L’artillerie est centrale dans la guerre en Ukraine. Celle-ci soutient l’avancée des deux armées et vise à provoquer le plus de dégâts possible sur les lignes ennemies dans le cadre de la guerre d’attrition à laquelle se livrent les deux belligérants.

  • L’Ukraine et la Russie disposent toujours, malgré les nombreuses pertes matérielles subies au cours des 600 jours de guerre, d’un arsenal considérable de pièces d’artillerie.
  • Celles-ci sont cependant sous-utilisées en raison du manque d’obus disponibles. En mars, l’ancien ministre ukrainien de la Défense Oleksiy Reznikov déclarait que l’armée ukrainienne pourrait tirer jusqu’à 594 000 obus par mois en exploitant au maximum tous ses systèmes d’artillerie1.
  • Au cours de l’été, Kiev a quasiment doublé sa consommation mensuelle d’obus, qui est passée d’environ 110 000 à plus de 200 000 dans le cadre de sa contre-offensive2.

Cette cadence de tir est largement supérieure aux capacités occidentales de production. Selon les dernières données disponibles, les États-Unis produisent environ 28 000 obus de calibre 155 mm par mois et les pays de l’Union européenne 25 0003. Les stocks des pays membres de l’OTAN diminuent quant à eux à un rythme jugé préoccupant par le président du comité militaire de l’Alliance, Rob Bauer4.

  • En mars, les États-membres de l’Union européenne s’étaient engagés à livrer à Kiev 1 million d’obus de calibre 155 mm en un an. Sept mois plus tard, seulement 30 % de l’objectif a été atteint5.
  • Si plusieurs commandes ont été passées par les États-membres auprès d’industriels européens, dans le cadre du programme accéléré d’acquisition conjointe de munitions de l’Agence européenne de défense, le volume des contrats ne serait pas suffisant pour livrer les 700 000 obus restants d’ici mars 20246.
  • Afin de subvenir aux besoins de l’Ukraine, les États-Unis augmentent eux aussi leur capacité de production d’obus de 155 mm. Celle-ci a plus que doublé par rapport à début 2022, passant de 14 000 à 28 000 obus par mois et devrait atteindre 80 000 d’ici fin 2025 — un chiffre qui représente toutefois une baisse par rapport à un précédent objectif de 100 000 annoncé en septembre par le Pentagone7.

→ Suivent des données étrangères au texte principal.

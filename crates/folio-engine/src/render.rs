//! Rasterizer seam and a plain-text implementation

use std::fmt::Write;

use anyhow::Result;
use folio_core::{Geometry, PortfolioView, ResolvedItem, Width};

/// Turns a projected view into an image or document
pub trait Rasterizer: Send + Sync {
    fn rasterize(&self, view: &PortfolioView) -> Result<Vec<u8>>;
}

/// Draws a view as UTF-8 text, one block per card
pub struct TextRenderer {
    line_width: usize,
}

impl TextRenderer {
    pub fn new() -> Self {
        Self { line_width: 72 }
    }

    pub fn with_line_width(line_width: usize) -> Self {
        Self {
            line_width: line_width.max(16),
        }
    }

    pub fn render(&self, view: &PortfolioView) -> Result<String> {
        let mut out = String::new();
        let tokens = view.layout;

        writeln!(
            out,
            "{} layout · {} theme · {} column(s) · padding {}px · gap {}px",
            tokens.layout, view.theme, tokens.grid_columns, tokens.card_padding, tokens.gap
        )?;
        writeln!(
            out,
            "palette: background {} · text {} · card {} · border {}",
            view.palette.background, view.palette.text, view.palette.card, view.palette.border
        )?;

        if !view.stats.is_empty() {
            let stats: Vec<String> = view
                .stats
                .iter()
                .map(|s| format!("{}: {}", s.widget.label, s.widget.value))
                .collect();
            writeln!(out)?;
            for row in stats.chunks(view.stats_columns.max(1)) {
                writeln!(out, "  {}", row.join("  |  "))?;
            }
        }

        if view.is_empty() {
            writeln!(out)?;
            writeln!(out, "  (no items)")?;
            return Ok(out);
        }

        for (index, projected) in view.items.iter().enumerate() {
            writeln!(out)?;
            writeln!(
                out,
                "[{}] {} · {}",
                index,
                projected.item.item_ref(),
                describe_geometry(&projected.geometry)
            )?;
            match &projected.item {
                ResolvedItem::Repo { data, .. } => {
                    let mut header = format!("  {} ★{}", data.name, data.stars);
                    if let Some(language) = &data.language {
                        write!(header, " · {}", language)?;
                    }
                    writeln!(out, "{}", header)?;
                    let budget = usize::from(tokens.description_lines);
                    for line in self.clip(&data.description, budget) {
                        writeln!(out, "    {}", line)?;
                    }
                }
                ResolvedItem::Text { data, .. } => {
                    writeln!(out, "  {}", data.title)?;
                    for line in data.content.lines() {
                        writeln!(out, "    {}", line)?;
                    }
                }
            }
        }

        Ok(out)
    }

    // Word-wrap to the line width and keep at most `max_lines`, marking a cut with "..."
    fn clip(&self, text: &str, max_lines: usize) -> Vec<String> {
        let mut lines: Vec<String> = Vec::new();
        let mut current = String::new();
        for word in text.split_whitespace() {
            let needed = current.chars().count() + 1 + word.chars().count();
            if !current.is_empty() && needed > self.line_width {
                lines.push(std::mem::take(&mut current));
            }
            if !current.is_empty() {
                current.push(' ');
            }
            current.push_str(word);
        }
        if !current.is_empty() {
            lines.push(current);
        }

        if lines.len() > max_lines {
            lines.truncate(max_lines);
            if let Some(last) = lines.last_mut() {
                last.push_str("...");
            }
        }
        lines
    }
}

impl Default for TextRenderer {
    fn default() -> Self {
        Self::new()
    }
}

impl Rasterizer for TextRenderer {
    fn rasterize(&self, view: &PortfolioView) -> Result<Vec<u8>> {
        Ok(self.render(view)?.into_bytes())
    }
}

fn describe_geometry(geometry: &Geometry) -> String {
    let width = match geometry.width {
        Width::Auto => "auto".to_string(),
        Width::Full => "full".to_string(),
        Width::Px(px) => format!("{}px", px),
    };
    let height = match geometry.height {
        Some(px) => format!("{}px", px),
        None => "auto".to_string(),
    };
    format!("span {} · width {} · height {}", geometry.span, width, height)
}

#[cfg(test)]
mod tests {
    use super::*;
    use folio_core::{
        ItemRef, ItemSize, Layout, PortfolioConfig, Repository, StatsSnapshot, TextSection, Theme,
        view,
    };

    fn snapshot() -> StatsSnapshot {
        let mut repo = Repository::new(1, "folio");
        repo.stars = 5;
        repo.language = Some("Rust".to_string());
        repo.description = "word ".repeat(100);
        StatsSnapshot {
            repository_count: 1,
            total_stars: 5,
            repositories: vec![repo],
            ..StatsSnapshot::default()
        }
    }

    fn config(layout: Layout) -> PortfolioConfig {
        let mut config = PortfolioConfig::with_style(layout, Theme::Dark);
        config.pinned_repos = vec![1];
        config.custom_text_sections = vec![TextSection::placeholder(2)];
        config.item_order = vec![ItemRef::Text(2), ItemRef::Repo(1)];
        config
            .item_sizes
            .insert(ItemRef::Repo(1), ItemSize::new(320.0, 240.0));
        config
    }

    #[test]
    fn test_render_lists_items_in_order() {
        let snapshot = snapshot();
        let text = TextRenderer::new()
            .render(&view(&config(Layout::Default), Some(&snapshot)))
            .unwrap();

        assert!(text.starts_with("default layout · dark theme · 2 column(s)"));
        assert!(text.contains("Repos: 1  |  Stars: 5  |  Commits: 0"));
        let text_pos = text.find("[0] text-2").unwrap();
        let repo_pos = text.find("[1] repo-1").unwrap();
        assert!(text_pos < repo_pos);
        assert!(text.contains("folio ★5 · Rust"));
        assert!(text.contains("span 1 · width 320px · height 240px"));
    }

    #[test]
    fn test_description_follows_line_budget() {
        let snapshot = snapshot();
        let renderer = TextRenderer::new();
        let compact = renderer
            .render(&view(&config(Layout::Compact), Some(&snapshot)))
            .unwrap();
        let classic = renderer
            .render(&view(&config(Layout::Classic), Some(&snapshot)))
            .unwrap();

        let description_lines = |s: &str| s.lines().filter(|l| l.starts_with("    word")).count();
        assert_eq!(description_lines(&compact), 1);
        assert_eq!(description_lines(&classic), 3);
        assert!(compact.contains("..."));
    }

    #[test]
    fn test_empty_view() {
        let view = view(&PortfolioConfig::default(), None);
        let bytes = TextRenderer::new().rasterize(&view).unwrap();
        let text = String::from_utf8(bytes).unwrap();
        assert!(text.contains("(no items)"));
    }
}
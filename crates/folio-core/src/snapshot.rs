//! GitHub statistics snapshot domain model

use std::collections::BTreeMap;

use serde::{Deserialize, Deserializer, Serialize};
use time::OffsetDateTime;

use crate::portfolio::StatId;

/// Normalized statistics for one GitHub account. Read-only to the layout core.
#[derive(Debug, Clone, PartialEq, Serialize, Deserialize, Default)]
#[serde(rename_all = "camelCase")]
pub struct StatsSnapshot {
    #[serde(default)]
    pub repository_count: u64,
    #[serde(default)]
    pub total_stars: u64,
    #[serde(default)]
    pub total_forks: u64,
    #[serde(default)]
    pub total_commits: u64,
    #[serde(default)]
    pub recent_commits: u64,
    /// Language name -> share of bytes in percent, one decimal
    #[serde(default)]
    pub languages: BTreeMap<String, f64>,
    #[serde(default)]
    pub repositories: Vec<Repository>,
    #[serde(default, with = "time::serde::rfc3339::option")]
    pub synced_at: Option<OffsetDateTime>,
}

impl StatsSnapshot {
    pub fn stat_value(&self, id: StatId) -> u64 {
        match id {
            StatId::Repos => self.repository_count,
            StatId::Stars => self.total_stars,
            StatId::Commits => self.total_commits,
        }
    }

    pub fn repository(&self, github_id: u64) -> Option<&Repository> {
        self.repositories.iter().find(|r| r.github_id == github_id)
    }
}

#[derive(Debug, Clone, PartialEq, Serialize, Deserialize)]
#[serde(rename_all = "camelCase")]
pub struct Repository {
    pub github_id: u64,
    pub name: String,
    #[serde(default, deserialize_with = "null_as_empty")]
    pub full_name: String,
    #[serde(default, deserialize_with = "null_as_empty")]
    pub description: String,
    #[serde(default, deserialize_with = "null_as_empty")]
    pub html_url: String,
    #[serde(default)]
    pub stars: u64,
    #[serde(default)]
    pub forks: u64,
    #[serde(default)]
    pub watchers: u64,
    #[serde(default)]
    pub language: Option<String>,
    #[serde(default)]
    pub topics: Vec<String>,
    #[serde(default)]
    pub is_private: bool,
    #[serde(default)]
    pub is_fork: bool,
    #[serde(default, with = "time::serde::rfc3339::option")]
    pub created_at: Option<OffsetDateTime>,
    #[serde(default, with = "time::serde::rfc3339::option")]
    pub updated_at: Option<OffsetDateTime>,
    #[serde(default, with = "time::serde::rfc3339::option")]
    pub pushed_at: Option<OffsetDateTime>,
}

impl Repository {
    pub fn new(github_id: u64, name: impl Into<String>) -> Self {
        let name = name.into();
        Self {
            github_id,
            full_name: name.clone(),
            name,
            description: String::new(),
            html_url: String::new(),
            stars: 0,
            forks: 0,
            watchers: 0,
            language: None,
            topics: Vec::new(),
            is_private: false,
            is_fork: false,
            created_at: None,
            updated_at: None,
            pushed_at: None,
        }
    }

    /// Case-insensitive match on name or description
    pub fn matches(&self, query: &str) -> bool {
        let query = query.to_lowercase();
        self.name.to_lowercase().contains(&query)
            || self.description.to_lowercase().contains(&query)
    }
}

// GitHub writes `null` for an empty description
fn null_as_empty<'de, D: Deserializer<'de>>(deserializer: D) -> Result<String, D::Error> {
    Ok(Option::<String>::deserialize(deserializer)?.unwrap_or_default())
}
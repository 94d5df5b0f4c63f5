//! Item resolution: joins a configuration with a stats snapshot.
//!
//! Resolution is pure and cheap. It runs after every mutation, including
//! each keystroke while a text section is being edited.

use std::collections::HashMap;

use serde::{Deserialize, Serialize};

use crate::item_ref::ItemRef;
use crate::portfolio::{PortfolioConfig, StatId, TextSection};
use crate::snapshot::{Repository, StatsSnapshot};

/// A renderable preview card
#[derive(Debug, Clone, PartialEq, Serialize, Deserialize)]
#[serde(tag = "type", rename_all = "snake_case")]
pub enum ResolvedItem {
    Repo { item_ref: ItemRef, data: Repository },
    Text { item_ref: ItemRef, data: TextSection },
}

impl ResolvedItem {
    pub fn item_ref(&self) -> ItemRef {
        match self {
            ResolvedItem::Repo { item_ref, .. } | ResolvedItem::Text { item_ref, .. } => *item_ref,
        }
    }

    pub fn is_text(&self) -> bool {
        matches!(self, ResolvedItem::Text { .. })
    }
}

/// A visible stat with its live value
#[derive(Debug, Clone, PartialEq, Eq, Serialize, Deserialize)]
pub struct StatWidget {
    pub id: StatId,
    pub label: String,
    pub value: u64,
}

impl StatWidget {
    pub fn item_ref(&self) -> ItemRef {
        ItemRef::Stat(self.id)
    }
}

#[derive(Debug, Clone, PartialEq, Default, Serialize, Deserialize)]
pub struct Resolution {
    pub stats: Vec<StatWidget>,
    pub items: Vec<ResolvedItem>,
}

/// Resolve `config` against `snapshot` into stat widgets and ordered items.
///
/// Pinned repositories missing from the snapshot and references that point
/// at nothing are skipped. `config` itself is never modified: a repository
/// that disappears during a partial sync comes back on the next one.
pub fn resolve(config: &PortfolioConfig, snapshot: Option<&StatsSnapshot>) -> Resolution {
    let repositories = snapshot.map(|s| s.repositories.as_slice()).unwrap_or(&[]);

    let pinned: HashMap<u64, &Repository> = config
        .pinned_repos
        .iter()
        .filter_map(|id| {
            repositories
                .iter()
                .find(|r| r.github_id == *id)
                .map(|repo| (*id, repo))
        })
        .collect();

    let sections: HashMap<ItemRef, &TextSection> = config
        .custom_text_sections
        .iter()
        .map(|section| (section.item_ref(), section))
        .collect();

    let items = config
        .item_order
        .iter()
        .filter_map(|item_ref| match item_ref {
            ItemRef::Repo(id) => pinned.get(id).map(|repo| ResolvedItem::Repo {
                item_ref: *item_ref,
                data: (*repo).clone(),
            }),
            ItemRef::Text(_) => sections.get(item_ref).map(|section| ResolvedItem::Text {
                item_ref: *item_ref,
                data: (*section).clone(),
            }),
            ItemRef::Stat(_) => None,
        })
        .collect();

    let stats = config
        .visible_stats
        .iter()
        .filter(|stat| stat.visible)
        .map(|stat| StatWidget {
            id: stat.id,
            label: stat.label.clone(),
            value: snapshot.map(|s| s.stat_value(stat.id)).unwrap_or(0),
        })
        .collect();

    Resolution { stats, items }
}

De son côté, la Russie augmente rapidement sa capacité de production domestique et disposerait encore de 4 millions d’obus en réserve, selon le chef du centre de renseignement des forces de défense estoniennes8. Avec 300 à 500 000 obus livrés récemment à la Russie par la Corée du Nord, l’armée russe « sera probablement en mesure de maintenir ses cadences de tir dans un avenir prévisible », estimées entre 10 000 et 15 000 tirs par jour — soit un rythme trois à cinq fois plus faible par rapport à l’été 20229.

Sources
  1. Andy Bounds, « Ukraine asks EU for 250,000 artillery shells a month », Financial Times, 3 mars 2023.
  2. Jack Watling, Ukraine Must Prepare for a Hard Winter, Royal United Services Institute (RUSI), 19 octobre 2023.
  3. Margaryta Khvostova et Dmytro Kryvosheiev, The art of defence : Why the West should help Ukraine grow its military industry, European Council on Foreign Relations (ECFR), 26 octobre 2023.
  4. James Landale, « Ukraine war : Western allies say they are running out of ammunition », BBC, 3 octobre 2023.
  5. Alberto Nardelli, Jennifer Jacobs et Courtney McBride, « Ukraine’s Missing EU Ammunition Could Hand Russia Advantage », Bloomberg, 26 octobre 2023.
  6. Seven EU Member States order 155mm ammunition through EDA joint procurement, European Defence Agency, 2 octobre 2023.
  7. Sam Skove, « Army spending $1.5B on 155mm rounds to feed Ukrainian artillery », Defense One, 9 octobre 2023.
  8. « EDF colonel : Russia still has four million artillery shells left », ERR, 20 octobre 2023.
  9. Karolina Hird, Christina Harward, Angelica Evans, Nicole Wolkov et Mason Clark, Russian Offensive Campaign Assessment, October 23, 2023, Institute for the Study of War.